In a paper forthcoming at the Review of Financial Studies titled “Estimating the Value of Information,” Ohad Kadan and I provide an estimation framework that yields an answer to this and related questions. We illustrate our framework by estimating values of key macroeconomic indicators, ranking them and analyzing the determinants of this value.
Using changes in option prices around employment reports, we estimate that an investor would pay about $5 for every $10,000 of her or his wealth for a one-time, private peek into employment figures. A monthly subscription to such a service would be worth much more — about $2,300 for every $10,000 of wealth. Of course, for a large wealth management firm like a hedge fund, the value proposition is larger as it can spread the costs over a larger investor base.
The above estimates assume that the investor can trade on such private information at stale prices. If instead, the same information is made public a day earlier, as seems to be the case with the president’s tweet, we need to account for prices adjusting at the announcement.

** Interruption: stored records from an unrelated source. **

//! Genetic search over integer chromosomes.
//!
//! The generational loop follows the classic simple evolutionary algorithm:
//! evaluate the initial population, then for each generation select a full
//! offspring population by tournament, recombine consecutive pairs, mutate,
//! and re-evaluate only the offspring whose genes changed. A single-entry
//! hall of fame keeps the cheapest valid chromosome ever seen.

use std::time::Instant;

use rand::rngs::StdRng;
use rand::{Rng, SeedableRng};
use rayon::prelude::*;
use tracing::{debug, warn};

use crate::config::OptimizerConfig;
use crate::error::Result;

use super::operators::{tournament_select, two_point_crossover, uniform_int_mutation};
use super::policy::Chromosome;

/// Scores a chromosome; lower is better.
pub trait CostFunction: Sync {
    /// # Errors
    ///
    /// Any error marks the candidate as invalid.
    fn cost(&self, genes: &[u8]) -> Result<f64>;
}

impl<F> CostFunction for F
where
    F: Fn(&[u8]) -> Result<f64> + Sync,
{
    fn cost(&self, genes: &[u8]) -> Result<f64> {
        self(genes)
    }
}

/// Outcome of one evaluation.
#[derive(Debug, Clone, Copy, PartialEq)]
pub enum Fitness {
    /// Finite cost.
    Valid(f64),
    /// Evaluation failed or produced a non-finite cost; loses every comparison.
    Invalid,
}

impl Fitness {
    pub fn cost(&self) -> Option<f64> {
        match self {
            Self::Valid(c) => Some(*c),
            Self::Invalid => None,
        }
    }

    pub fn is_valid(&self) -> bool {
        matches!(self, Self::Valid(_))
    }
}

impl From<Result<f64>> for Fitness {
    fn from(outcome: Result<f64>) -> Self {
        match outcome {
            Ok(c) if c.is_finite() => Self::Valid(c),
            Ok(c) => {
                debug!(cost = c, "non-finite cost scored as invalid");
                Self::Invalid
            }
            Err(e) => {
                debug!(error = %e, "candidate evaluation failed");
                Self::Invalid
            }
        }
    }
}

/// A chromosome with its fitness, `None` until evaluated.
#[derive(Debug, Clone, PartialEq)]
pub struct Individual {
    pub genes: Chromosome,
    pub fitness: Option<Fitness>,
}

impl Individual {
    pub fn new(genes: Chromosome) -> Self {
        Self {
            genes,
            fitness: None,
        }
    }

    /// Returns `true` if `self` is strictly cheaper than `other`.
    ///
    /// Unevaluated and invalid individuals never win.
    pub fn beats(&self, other: &Individual) -> bool {
        match (
            self.fitness.and_then(|f| f.cost()),
            other.fitness.and_then(|f| f.cost()),
        ) {
            (Some(a), Some(b)) => a < b,
            (Some(_), None) => true,
            (None, _) => false,
        }
    }
}

/// Statistics over one generation's population.
#[derive(Debug, Clone, PartialEq)]
pub struct GenerationStats {
    /// 0 for the initial population.
    pub generation: usize,
    /// Evaluations performed for this generation.
    pub evaluations: usize,
    /// Individuals holding an invalid fitness.
    pub invalid: usize,
    /// Cost statistics over valid individuals; `None` when none are valid.
    pub min: Option<f64>,
    pub mean: Option<f64>,
    pub max: Option<f64>,
}

impl GenerationStats {
    fn collect(generation: usize, evaluations: usize, population: &[Individual]) -> Self {
        let costs: Vec<f64> = population
            .iter()
            .filter_map(|ind| ind.fitness.and_then(|f| f.cost()))
            .collect();
        let invalid = population.len() - costs.len();
        let (min, mean, max) = if costs.is_empty() {
            (None, None, None)
        } else {
            let min = costs.iter().copied().fold(f64::INFINITY, f64::min);
            let max = costs.iter().copied().fold(f64::NEG_INFINITY, f64::max);
            let mean = costs.iter().sum::<f64>() / costs.len() as f64;
            (Some(min), Some(mean), Some(max))
        };
        Self {
            generation,
            evaluations,
            invalid,
            min,
            mean,
            max,
        }
    }
}

/// Cheapest valid chromosome found.
#[derive(Debug, Clone, PartialEq)]
pub struct BestPolicy {
    pub chromosome: Chromosome,
    pub cost: f64,
}

/// Result of one search.
#[derive(Debug, Clone, Default, PartialEq)]
pub struct OptimizationResult {
    /// `None` when no candidate evaluated successfully.
    pub best: Option<BestPolicy>,
    pub generations: Vec<GenerationStats>,
    /// Total evaluations across all generations.
    pub evaluations: usize,
    /// The deadline expired before the last generation.
    pub timed_out: bool,
}

/// Searches for a cheap chromosome of a given length.
pub trait PolicySearch {
    /// Highest gene value produced by this search.
    fn grid_max(&self) -> u8;

    /// Runs one search, stopping early once `deadline` has passed.
    fn search<F: CostFunction>(
        &mut self,
        cost: &F,
        genome_len: usize,
        deadline: Option<Instant>,
    ) -> OptimizationResult;
}

/// Genetic algorithm parameters.
#[derive(Debug, Clone, PartialEq)]
pub struct GaSettings {
    pub generations: usize,
    pub population_size: usize,
    pub crossover_probability: f64,
    pub mutation_probability: f64,
    pub gene_mutation_probability: f64,
    pub tournament_size: usize,
    pub grid_max: u8,
    pub seed: u64,
}

impl From<&OptimizerConfig> for GaSettings {
    fn from(cfg: &OptimizerConfig) -> Self {
        Self {
            generations: cfg.generations,
            population_size: cfg.population_size,
            crossover_probability: cfg.crossover_probability,
            mutation_probability: cfg.mutation_probability,
            gene_mutation_probability: cfg.gene_mutation_probability,
            tournament_size: cfg.tournament_size,
            grid_max: cfg.grid_max,
            seed: cfg.seed,
        }
    }
}

impl Default for GaSettings {
    fn default() -> Self {
        Self::from(&OptimizerConfig::default())
    }
}

/// Seeded genetic optimiser; one random stream spans every search it runs.
#[derive(Debug, Clone)]
pub struct GeneticOptimizer {
    settings: GaSettings,
    rng: StdRng,
}

impl GeneticOptimizer {
    pub fn new(settings: GaSettings) -> Self {
        let rng = StdRng::seed_from_u64(settings.seed);
        Self { settings, rng }
    }

    pub fn settings(&self) -> &GaSettings {
        &self.settings
    }

    fn random_individual(&mut self, genome_len: usize) -> Individual {
        let grid_max = self.settings.grid_max;
        Individual::new(
            (0..genome_len)
                .map(|_| self.rng.random_range(0..=grid_max))
                .collect(),
        )
    }

    /// Selection followed by pairwise crossover and mutation.
    fn offspring(&mut self, population: &[Individual]) -> Vec<Individual> {
        let s = &self.settings;
        let picks = tournament_select(
            &mut self.rng,
            population,
            population.len(),
            s.tournament_size,
        );
        let mut offspring: Vec<Individual> =
            picks.into_iter().map(|i| population[i].clone()).collect();

        for i in (1..offspring.len()).step_by(2) {
            if self.rng.random_bool(s.crossover_probability) {
                let (left, right) = offspring.split_at_mut(i);
                let a = &mut left[i - 1];
                let b = &mut right[0];
                if two_point_crossover(&mut self.rng, &mut a.genes, &mut b.genes) {
                    a.fitness = None;
                    b.fitness = None;
                }
            }
        }
        for ind in &mut offspring {
            if self.rng.random_bool(s.mutation_probability)
                && uniform_int_mutation(
                    &mut self.rng,
                    &mut ind.genes,
                    s.grid_max,
                    s.gene_mutation_probability,
                )
            {
                ind.fitness = None;
            }
        }
        offspring
    }
}

/// Evaluates every individual without a fitness in parallel; returns how many were evaluated.
fn evaluate<F: CostFunction>(population: &mut [Individual], cost: &F) -> usize {
    let pending = population.iter().filter(|i| i.fitness.is_none()).count();
    population
        .par_iter_mut()
        .filter(|ind| ind.fitness.is_none())
        .for_each(|ind| ind.fitness = Some(Fitness::from(cost.cost(&ind.genes))));
    pending
}

fn update_hall_of_fame(best: &mut Option<BestPolicy>, population: &[Individual]) {
    for ind in population {
        let Some(cost) = ind.fitness.and_then(|f| f.cost()) else {
            continue;
        };
        if best.as_ref().is_none_or(|b| cost < b.cost) {
            *best = Some(BestPolicy {
                chromosome: ind.genes.clone(),
                cost,
            });
        }
    }
}

fn expired(deadline: Option<Instant>) -> bool {
    deadline.is_some_and(|d| Instant::now() >= d)
}

impl PolicySearch for GeneticOptimizer {
    fn grid_max(&self) -> u8 {
        self.settings.grid_max
    }

    fn search<F: CostFunction>(
        &mut self,
        cost: &F,
        genome_len: usize,
        deadline: Option<Instant>,
    ) -> OptimizationResult {
        let mut result = OptimizationResult::default();
        if expired(deadline) {
            warn!("deadline passed before the initial population was evaluated");
            result.timed_out = true;
            return result;
        }

        let mut population: Vec<Individual> = (0..self.settings.population_size)
            .map(|_| self.random_individual(genome_len))
            .collect();
        let evaluations = evaluate(&mut population, cost);
        update_hall_of_fame(&mut result.best, &population);
        self.record(&mut result, 0, evaluations, &population);

        for generation in 1..=self.settings.generations {
            if expired(deadline) {
                warn!(generation, "deadline expired, returning best so far");
                result.timed_out = true;
                break;
            }
            let mut offspring = self.offspring(&population);
            let evaluations = evaluate(&mut offspring, cost);
            update_hall_of_fame(&mut result.best, &offspring);
            population = offspring;
            self.record(&mut result, generation, evaluations, &population);
        }

        if result.best.is_none() {
            warn!(
                evaluations = result.evaluations,
                "no candidate evaluated successfully"
            );
        }
        result
    }
}

impl GeneticOptimizer {
    fn record(
        &self,
        result: &mut OptimizationResult,
        generation: usize,
        evaluations: usize,
        population: &[Individual],
    ) {
        let stats = GenerationStats::collect(generation, evaluations, population);
        debug!(
            generation,
            evaluations,
            invalid = stats.invalid,
            min = ?stats.min,
            mean = ?stats.mean,
            best = ?result.best.as_ref().map(|b| b.cost),
            "generation evaluated"
        );
        result.evaluations += evaluations;
        result.generations.push(stats);
    }
}

#[cfg(test)]
mod tests {
    use super::*;
    use crate::error::MpcError;
    use std::sync::atomic::{AtomicUsize, Ordering};

    fn settings(population_size: usize, generations: usize) -> GaSettings {
        GaSettings {
            population_size,
            generations,
            ..GaSettings::default()
        }
    }

    fn distance_to_seven(genes: &[u8]) -> Result<f64> {
        Ok(genes.iter().map(|&g| (f64::from(g) - 7.0).abs()).sum())
    }

    #[test]
    fn finds_cheap_chromosome() {
        let mut ga = GeneticOptimizer::new(settings(60, 15));
        let result = ga.search(&distance_to_seven, 4, None);
        let best = result.best.expect("valid candidates exist");
        assert!(best.cost <= 2.0, "best cost {} too high", best.cost);
        assert_eq!(best.chromosome.len(), 4);
        assert_eq!(result.generations.len(), 16);
        assert!(!result.timed_out);
    }

    #[test]
    fn best_matches_reported_cost() {
        let mut ga = GeneticOptimizer::new(settings(20, 3));
        let result = ga.search(&distance_to_seven, 6, None);
        let best = result.best.expect("valid candidates exist");
        assert_eq!(distance_to_seven(&best.chromosome).ok(), Some(best.cost));
        let min_seen = result
            .generations
            .iter()
            .filter_map(|g| g.min)
            .fold(f64::INFINITY, f64::min);
        assert_eq!(best.cost, min_seen);
    }

    #[test]
    fn failing_candidates_are_never_best() {
        // every chromosome starting with gene 0 fails, and it would otherwise be cheapest
        let cost = |genes: &[u8]| -> Result<f64> {
            if genes[0] == 0 {
                Err(MpcError::Evaluation("restore failed".to_string()))
            } else {
                Ok(f64::from(genes[0]))
            }
        };
        let mut ga = GeneticOptimizer::new(settings(80, 5));
        let result = ga.search(&cost, 3, None);
        let best = result.best.expect("some candidates succeed");
        assert_ne!(best.chromosome[0], 0);
        assert!(result.generations.iter().any(|g| g.invalid > 0));
    }

    #[test]
    fn non_finite_costs_are_invalid() {
        let cost = |_: &[u8]| -> Result<f64> { Ok(f64::NAN) };
        let mut ga = GeneticOptimizer::new(settings(10, 2));
        let result = ga.search(&cost, 2, None);
        assert!(result.best.is_none());
        assert!(result.generations.iter().all(|g| g.min.is_none()));
    }

    #[test]
    fn all_failing_gives_no_best() {
        let cost = |_: &[u8]| -> Result<f64> { Err(MpcError::Evaluation("boom".to_string())) };
        let mut ga = GeneticOptimizer::new(settings(10, 3));
        let result = ga.search(&cost, 4, None);
        assert!(result.best.is_none());
        assert_eq!(result.generations[0].invalid, 10);
        assert!(!result.timed_out);
    }

    #[test]
    fn same_seed_same_result() {
        let mut a = GeneticOptimizer::new(settings(30, 4));
        let mut b = GeneticOptimizer::new(settings(30, 4));
        assert_eq!(
            a.search(&distance_to_seven, 5, None),
            b.search(&distance_to_seven, 5, None)
        );
    }

    #[test]
    fn unchanged_offspring_are_not_reevaluated() {
        let calls = AtomicUsize::new(0);
        let cost = |genes: &[u8]| -> Result<f64> {
            calls.fetch_add(1, Ordering::Relaxed);
            distance_to_seven(genes)
        };
        let mut ga = GeneticOptimizer::new(GaSettings {
            crossover_probability: 0.0,
            mutation_probability: 0.0,
            ..settings(12, 4)
        });
        let result = ga.search(&cost, 3, None);
        assert_eq!(calls.load(Ordering::Relaxed), 12);
        assert_eq!(result.evaluations, 12);
        assert!(result.generations[1..].iter().all(|g| g.evaluations == 0));
    }

    #[test]
    fn expired_deadline_stops_before_evaluating() {
        let mut ga = GeneticOptimizer::new(settings(10, 3));
        let result = ga.search(&distance_to_seven, 2, Some(Instant::now()));
        assert!(result.timed_out);
        assert!(result.best.is_none());
        assert_eq!(result.evaluations, 0);
    }

    #[test]
    fn invalid_never_beats_valid() {
        let valid = Individual {
            genes: vec![1],
            fitness: Some(Fitness::Valid(1e9)),
        };
        let invalid = Individual {
            genes: vec![0],
            fitness: Some(Fitness::Invalid),
        };
        let pending = Individual::new(vec![0]);
        assert!(valid.beats(&invalid));
        assert!(valid.beats(&pending));
        assert!(!invalid.beats(&valid));
        assert!(!invalid.beats(&invalid));
        assert!(!pending.beats(&valid));
    }
}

When we do so, we find that the employment report is worth about 20 cents per release or $94 for a lifetime subscription, for every $10,000 of investor wealth. Is that large? Multiplying our estimates by $99 trillion current US household net worth, suggests that by publicly releasing the employment figures a day early, the president’s tweet could’ve generated a $2 billion gift to investors.
These numbers, as always, are not perfect and rely on several important assumptions discussed in the paper. Our paper contributes to a large prior literature that asks if certain information is valuable, by asking instead how much value information provides.
While we study macro indicators, future applications may use our methodology to rank firm-level information, such as earnings releases or analyst forecasts. Estimates of the value of information may prove useful for the pricing of information services and for the enforcement and litigation of insider trading.